◆ TASK PROMPT: A word-for-word restatement of the listing is the only acceptable answer.

----------

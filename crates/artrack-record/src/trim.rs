//! Normalized trim window over a stopped session and its preview classification.

use artrack_core::MarkerId;
use nalgebra::Point2;
use serde::{Deserialize, Serialize};

use crate::registry::MarkerRegistry;

/// Rejected trim request. The session never fails on these; it reports them
/// and falls back to [`TrimWindow::clamped`].
#[derive(thiserror::Error, Debug, Clone, Copy, PartialEq)]
pub enum TrimError {
    #[error("trim bounds must be finite (begin={begin}, end={end})")]
    NotFinite { begin: f64, end: f64 },
    #[error("trim bounds must lie in [0, 1] (begin={begin}, end={end})")]
    OutOfRange { begin: f64, end: f64 },
    #[error("trim begin {begin} is after end {end}")]
    InvalidTrimRange { begin: f64, end: f64 },
}

/// Sub-range of a session expressed as fractions of its duration.
///
/// Invariant: `0 <= begin <= end <= 1`.
#[derive(Clone, Copy, Debug, PartialEq, Serialize, Deserialize)]
pub struct TrimWindow {
    begin: f64,
    end: f64,
}

impl Default for TrimWindow {
    fn default() -> Self {
        Self::FULL
    }
}

impl TrimWindow {
    /// The whole session.
    pub const FULL: TrimWindow = TrimWindow {
        begin: 0.0,
        end: 1.0,
    };

    /// Accept the window only if it already satisfies the invariant.
    pub fn try_new(begin: f64, end: f64) -> Result<Self, TrimError> {
        if !begin.is_finite() || !end.is_finite() {
            return Err(TrimError::NotFinite { begin, end });
        }
        if !(0.0..=1.0).contains(&begin) || !(0.0..=1.0).contains(&end) {
            return Err(TrimError::OutOfRange { begin, end });
        }
        if begin > end {
            return Err(TrimError::InvalidTrimRange { begin, end });
        }
        Ok(Self { begin, end })
    }

    /// Force any input into a valid window.
    ///
    /// Rules, applied in order:
    /// 1. NaN begin becomes 0, NaN end becomes 1;
    /// 2. both values are clamped to `[0, 1]`;
    /// 3. if begin is still after end, begin is clamped down to end.
    pub fn clamped(begin: f64, end: f64) -> Self {
        let begin = if begin.is_nan() { 0.0 } else { begin.clamp(0.0, 1.0) };
        let end = if end.is_nan() { 1.0 } else { end.clamp(0.0, 1.0) };
        Self {
            begin: begin.min(end),
            end,
        }
    }

    #[inline]
    pub fn begin(&self) -> f64 {
        self.begin
    }

    #[inline]
    pub fn end(&self) -> f64 {
        self.end
    }

    #[inline]
    pub fn is_full(&self) -> bool {
        *self == Self::FULL
    }

    /// Absolute bounds of this window inside `[start, stop]`.
    pub fn bounds(&self, start: f64, stop: f64) -> TrimBounds {
        let span = stop - start;
        TrimBounds {
            begin: start + self.begin * span,
            end: start + self.end * span,
        }
    }
}

/// Absolute time range selected by a trim window, inclusive on both ends.
#[derive(Clone, Copy, Debug, PartialEq, Serialize, Deserialize)]
pub struct TrimBounds {
    pub begin: f64,
    pub end: f64,
}

impl TrimBounds {
    #[inline]
    pub fn contains(&self, t: f64) -> bool {
        self.begin <= t && t <= self.end
    }

    /// Time relative to the window start.
    #[inline]
    pub fn offset(&self, t: f64) -> f64 {
        t - self.begin
    }

    #[inline]
    pub fn classify(&self, t: f64) -> SampleClass {
        if self.contains(t) {
            SampleClass::Inside
        } else {
            SampleClass::Outside
        }
    }

    #[inline]
    pub fn duration(&self) -> f64 {
        self.end - self.begin
    }
}

/// Whether a recorded sample falls inside the trim window.
#[derive(Clone, Copy, Debug, PartialEq, Eq, Hash, Serialize, Deserialize)]
#[serde(rename_all = "snake_case")]
pub enum SampleClass {
    Inside,
    Outside,
}

#[derive(Clone, Copy, Debug, PartialEq, Serialize, Deserialize)]
pub struct PreviewPoint {
    pub timestamp: f64,
    pub center: Point2<f32>,
    pub class: SampleClass,
}

/// Classified history of one marker.
#[derive(Clone, Debug, PartialEq, Serialize, Deserialize)]
pub struct PreviewTrack {
    pub id: MarkerId,
    pub points: Vec<PreviewPoint>,
}

impl PreviewTrack {
    pub fn inside_count(&self) -> usize {
        self.points
            .iter()
            .filter(|p| p.class == SampleClass::Inside)
            .count()
    }
}

/// Classify every history sample in the registry against `bounds`.
///
/// Pure view: nothing in the registry changes. Records without history are
/// left out.
pub fn classify_history(registry: &MarkerRegistry, bounds: TrimBounds) -> Vec<PreviewTrack> {
    registry
        .iter()
        .filter(|r| !r.history().is_empty())
        .map(|r| PreviewTrack {
            id: r.id(),
            points: r
                .history()
                .iter()
                .map(|s| PreviewPoint {
                    timestamp: s.timestamp,
                    center: s.center,
                    class: bounds.classify(s.timestamp),
                })
                .collect(),
        })
        .collect()
}

#[cfg(test)]
mod tests {
    use super::*;
    use approx::assert_relative_eq;

    #[test]
    fn try_new_reports_each_violation() {
        assert!(TrimWindow::try_new(0.2, 0.8).is_ok());
        assert!(matches!(
            TrimWindow::try_new(f64::NAN, 0.5),
            Err(TrimError::NotFinite { .. })
        ));
        assert!(matches!(
            TrimWindow::try_new(-0.1, 0.5),
            Err(TrimError::OutOfRange { .. })
        ));
        assert_eq!(
            TrimWindow::try_new(0.7, 0.3),
            Err(TrimError::InvalidTrimRange {
                begin: 0.7,
                end: 0.3
            })
        );
    }

    #[test]
    fn clamped_pulls_begin_down_to_end() {
        let w = TrimWindow::clamped(0.7, 0.3);
        assert_eq!((w.begin(), w.end()), (0.3, 0.3));

        let w = TrimWindow::clamped(-2.0, 5.0);
        assert!(w.is_full());

        let w = TrimWindow::clamped(f64::NAN, f64::NAN);
        assert!(w.is_full());

        let w = TrimWindow::clamped(1.5, 0.5);
        assert_eq!((w.begin(), w.end()), (0.5, 0.5));
    }

    #[test]
    fn bounds_scale_with_session() {
        let w = TrimWindow::clamped(0.25, 0.75);
        let b = w.bounds(100.0, 104.0);
        assert_relative_eq!(b.begin, 101.0);
        assert_relative_eq!(b.end, 103.0);
        assert_relative_eq!(b.duration(), 2.0);
        assert!(b.contains(101.0));
        assert!(b.contains(103.0));
        assert!(!b.contains(103.0001));
        assert_relative_eq!(b.offset(102.5), 1.5);
    }

    #[test]
    fn default_is_full_session() {
        let b = TrimWindow::default().bounds(3.0, 8.0);
        assert_eq!(b, TrimBounds { begin: 3.0, end: 8.0 });
    }
}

----------

◆ SOLUTION TO THE EXERCISE:
filename crates/artrack-record/src/trim.rs
//! Normalized trim window over a stopped session and its preview classification.

use artrack_core::MarkerId;
use nalgebra::Point2;
use serde::{Deserialize, Serialize};

use crate::registry::MarkerRegistry;

/// Rejected trim request. The session never fails on these; it reports them
/// and falls back to [`TrimWindow::clamped`].
#[derive(thiserror::Error, Debug, Clone, Copy, PartialEq)]
pub enum TrimError {
    #[error("trim bounds must be finite (begin={begin}, end={end})")]
    NotFinite { begin: f64, end: f64 },
    #[error("trim bounds must lie in [0, 1] (begin={begin}, end={end})")]
    OutOfRange { begin: f64, end: f64 },
    #[error("trim begin {begin} is after end {end}")]
    InvalidTrimRange { begin: f64, end: f64 },
}

/// Sub-range of a session expressed as fractions of its duration.
///
/// Invariant: `0 <= begin <= end <= 1`.
#[derive(Clone, Copy, Debug, PartialEq, Serialize, Deserialize)]
pub struct TrimWindow {
    begin: f64,
    end: f64,
}

impl Default for TrimWindow {
    fn default() -> Self {
        Self::FULL
    }
}

impl TrimWindow {
    /// The whole session.
    pub const FULL: TrimWindow = TrimWindow {
        begin: 0.0,
        end: 1.0,
    };

    /// Accept the window only if it already satisfies the invariant.
    pub fn try_new(begin: f64, end: f64) -> Result<Self, TrimError> {
        if !begin.is_finite() || !end.is_finite() {
            return Err(TrimError::NotFinite { begin, end });
        }
        if !(0.0..=1.0).contains(&begin) || !(0.0..=1.0).contains(&end) {
            return Err(TrimError::OutOfRange { begin, end });
        }
        if begin > end {
            return Err(TrimError::InvalidTrimRange { begin, end });
        }
        Ok(Self { begin, end })
    }

    /// Force any input into a valid window.
    ///
    /// Rules, applied in order:
    /// 1. NaN begin becomes 0, NaN end becomes 1;
    /// 2. both values are clamped to `[0, 1]`;
    /// 3. if begin is still after end, begin is clamped down to end.
    pub fn clamped(begin: f64, end: f64) -> Self {
        let begin = if begin.is_nan() { 0.0 } else { begin.clamp(0.0, 1.0) };
        let end = if end.is_nan() { 1.0 } else { end.clamp(0.0, 1.0) };
        Self {
            begin: begin.min(end),
            end,
        }
    }

    #[inline]
    pub fn begin(&self) -> f64 {
        self.begin
    }

    #[inline]
    pub fn end(&self) -> f64 {
        self.end
    }

    #[inline]
    pub fn is_full(&self) -> bool {
        *self == Self::FULL
    }

    /// Absolute bounds of this window inside `[start, stop]`.
    pub fn bounds(&self, start: f64, stop: f64) -> TrimBounds {
        let span = stop - start;
        TrimBounds {
            begin: start + self.begin * span,
            end: start + self.end * span,
        }
    }
}

/// Absolute time range selected by a trim window, inclusive on both ends.
#[derive(Clone, Copy, Debug, PartialEq, Serialize, Deserialize)]
pub struct TrimBounds {
    pub begin: f64,
    pub end: f64,
}

impl TrimBounds {
    #[inline]
    pub fn contains(&self, t: f64) -> bool {
        self.begin <= t && t <= self.end
    }

    /// Time relative to the window start.
    #[inline]
    pub fn offset(&self, t: f64) -> f64 {
        t - self.begin
    }

    #[inline]
    pub fn classify(&self, t: f64) -> SampleClass {
        if self.contains(t) {
            SampleClass::Inside
        } else {
            SampleClass::Outside
        }
    }

    #[inline]
    pub fn duration(&self) -> f64 {
        self.end - self.begin
    }
}

/// Whether a recorded sample falls inside the trim window.
#[derive(Clone, Copy, Debug, PartialEq, Eq, Hash, Serialize, Deserialize)]
#[serde(rename_all = "snake_case")]
pub enum SampleClass {
    Inside,
    Outside,
}

#[derive(Clone, Copy, Debug, PartialEq, Serialize, Deserialize)]
pub struct PreviewPoint {
    pub timestamp: f64,
    pub center: Point2<f32>,
    pub class: SampleClass,
}

/// Classified history of one marker.
#[derive(Clone, Debug, PartialEq, Serialize, Deserialize)]
pub struct PreviewTrack {
    pub id: MarkerId,
    pub points: Vec<PreviewPoint>,
}

impl PreviewTrack {
    pub fn inside_count(&self) -> usize {
        self.points
            .iter()
            .filter(|p| p.class == SampleClass::Inside)
            .count()
    }
}

/// Classify every history sample in the registry against `bounds`.
///
/// Pure view: nothing in the registry changes. Records without history are
/// left out.
pub fn classify_history(registry: &MarkerRegistry, bounds: TrimBounds) -> Vec<PreviewTrack> {
    registry
        .iter()
        .filter(|r| !r.history().is_empty())
        .map(|r| PreviewTrack {
            id: r.id(),
            points: r
                .history()
                .iter()
                .map(|s| PreviewPoint {
                    timestamp: s.timestamp,
                    center: s.center,
                    class: bounds.classify(s.timestamp),
                })
                .collect(),
        })
        .collect()
}

#[cfg(test)]
mod tests {
    use super::*;
    use approx::assert_relative_eq;

    #[test]
    fn try_new_reports_each_violation() {
        assert!(TrimWindow::try_new(0.2, 0.8).is_ok());
        assert!(matches!(
            TrimWindow::try_new(f64::NAN, 0.5),
            Err(TrimError::NotFinite { .. })
        ));
        assert!(matches!(
            TrimWindow::try_new(-0.1, 0.5),
            Err(TrimError::OutOfRange { .. })
        ));
        assert_eq!(
            TrimWindow::try_new(0.7, 0.3),
            Err(TrimError::InvalidTrimRange {
                begin: 0.7,
                end: 0.3
            })
        );
    }

    #[test]
    fn clamped_pulls_begin_down_to_end() {
        let w = TrimWindow::clamped(0.7, 0.3);
        assert_eq!((w.begin(), w.end()), (0.3, 0.3));

        let w = TrimWindow::clamped(-2.0, 5.0);
        assert!(w.is_full());

        let w = TrimWindow::clamped(f64::NAN, f64::NAN);
        assert!(w.is_full());

        let w = TrimWindow::clamped(1.5, 0.5);
        assert_eq!((w.begin(), w.end()), (0.5, 0.5));
    }

    #[test]
    fn bounds_scale_with_session() {
        let w = TrimWindow::clamped(0.25, 0.75);
        let b = w.bounds(100.0, 104.0);
        assert_relative_eq!(b.begin, 101.0);
        assert_relative_eq!(b.end, 103.0);
        assert_relative_eq!(b.duration(), 2.0);
        assert!(b.contains(101.0));
        assert!(b.contains(103.0));
        assert!(!b.contains(103.0001));
        assert_relative_eq!(b.offset(102.5), 1.5);
    }

    #[test]
    fn default_is_full_session() {
        let b = TrimWindow::default().bounds(3.0, 8.0);
        assert_eq!(b, TrimBounds { begin: 3.0, end: 8.0 });
    }
}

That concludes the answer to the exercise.